We follow their stories very closely as all these people kept intricate and intimate journals. All their thoughts, feelings, actions are documented. Except for some missing pages which are thought to have been ripped out by Mary Shelley herself to clean up her image, for she feared the conservativeness of the Victorian era would tarnish her family name, although she grew up during the more "liberal" Romantic era.
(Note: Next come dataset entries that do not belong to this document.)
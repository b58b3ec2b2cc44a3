use std::path::PathBuf;

use clap::Parser;

use crate::utils::version;

#[derive(Parser, Debug)]
#[command(author, version = version(), about)]
pub struct Cli {
  #[arg(short, long, value_name = "FLOAT", help = "Tick rate, i.e. number of ticks per second", default_value_t = 10.0)]
  pub tick_rate: f64,

  #[arg(short, long, value_name = "FLOAT", help = "Frame rate, i.e. number of frames per second", default_value_t = 30.0)]
  pub frame_rate: f64,

  /// Renter records to browse (.json or .json5). Overrides `renters_file` from the config.
  #[arg(short, long, value_name = "FILE")]
  pub renters: Option<PathBuf>,

  /// Identity of the person browsing. Overrides `viewer_id` from the config.
  #[arg(short, long, value_name = "ID")]
  pub viewer: Option<String>,
}

#[cfg(test)]
mod tests {
  use super::*;

  #[test]
  fn test_defaults() {
    let cli = Cli::parse_from(["renter-board"]);

    assert_eq!(cli.tick_rate, 10.0);
    assert_eq!(cli.frame_rate, 30.0);
    assert!(cli.renters.is_none());
    assert!(cli.viewer.is_none());
  }

  #[test]
  fn test_overrides() {
    let cli = Cli::parse_from(["renter-board", "--renters", "fixtures/renters.json5", "-v", "u-42"]);

    assert_eq!(cli.renters, Some(PathBuf::from("fixtures/renters.json5")));
    assert_eq!(cli.viewer.as_deref(), Some("u-42"));
  }
}
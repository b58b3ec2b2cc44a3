use async_trait::async_trait;

use super::{RenterDirectory, RenterRecord};
use crate::error::Error;

#[derive(Clone, Debug, Default)]
pub struct MockRenterDirectory {
  pub renters: Vec<RenterRecord>,
  pub fail: bool,
}

impl MockRenterDirectory {
  pub fn with_renters(renters: Vec<RenterRecord>) -> Self {
    MockRenterDirectory { renters, fail: false }
  }

  pub fn failing() -> Self {
    MockRenterDirectory { renters: Vec::new(), fail: true }
  }
}

#[async_trait]
impl RenterDirectory for MockRenterDirectory {
  async fn renters(&self) -> Result<Vec<RenterRecord>, Error> {
    if self.fail {
      return Err(Error::Io(std::io::Error::new(std::io::ErrorKind::NotFound, "renters unavailable")));
    }
    Ok(self.renters.clone())
  }
}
We learn in this book exactly what Romantic means, and what it meant then to be a romantic. It is quite different from what and how it is depicted these days. They were the original Punks, and they were Kurt Cobain, they were the Rock Stars of the era. They crashed and burned, and burned deep. It was not just about love, but about death, and sex, and sex on a grave stone. (Read the book). Mary S. (she never wanted to take her father's name, she rather used Mary Wollstonecraft-Godwin, like her mother, later Mary Wollstonecraft Shelley), met her boyfriend who was at the time married to someone else. They ran away with each other to France, with her step-sister in tow. Her step sister was Clair Clairmont. We get to read about the juicy drama between them, and her bf. Mary Shelley's BF - Percy Bysshe Shelley, eventually gets a divorce and marries Mary. However, Mary gets it in her head that if he was married and cheating on his last wife, he might be doing that now too. There ends up being friction there.

The threesome travel France, and Italy and France. They end up meeting Lord Byron, who is womanizer. He sparks love and idealism in many a girl, but some smart girls (like Mary) stay away from him. He might have been bisexual and shortly after him, the term bisexual was coined. He lived the life though loving women physically but men even more - intellectually and physically. Lord Byron was an all rounder, he was the first super star in England. He was a poet, but people sought to be around him.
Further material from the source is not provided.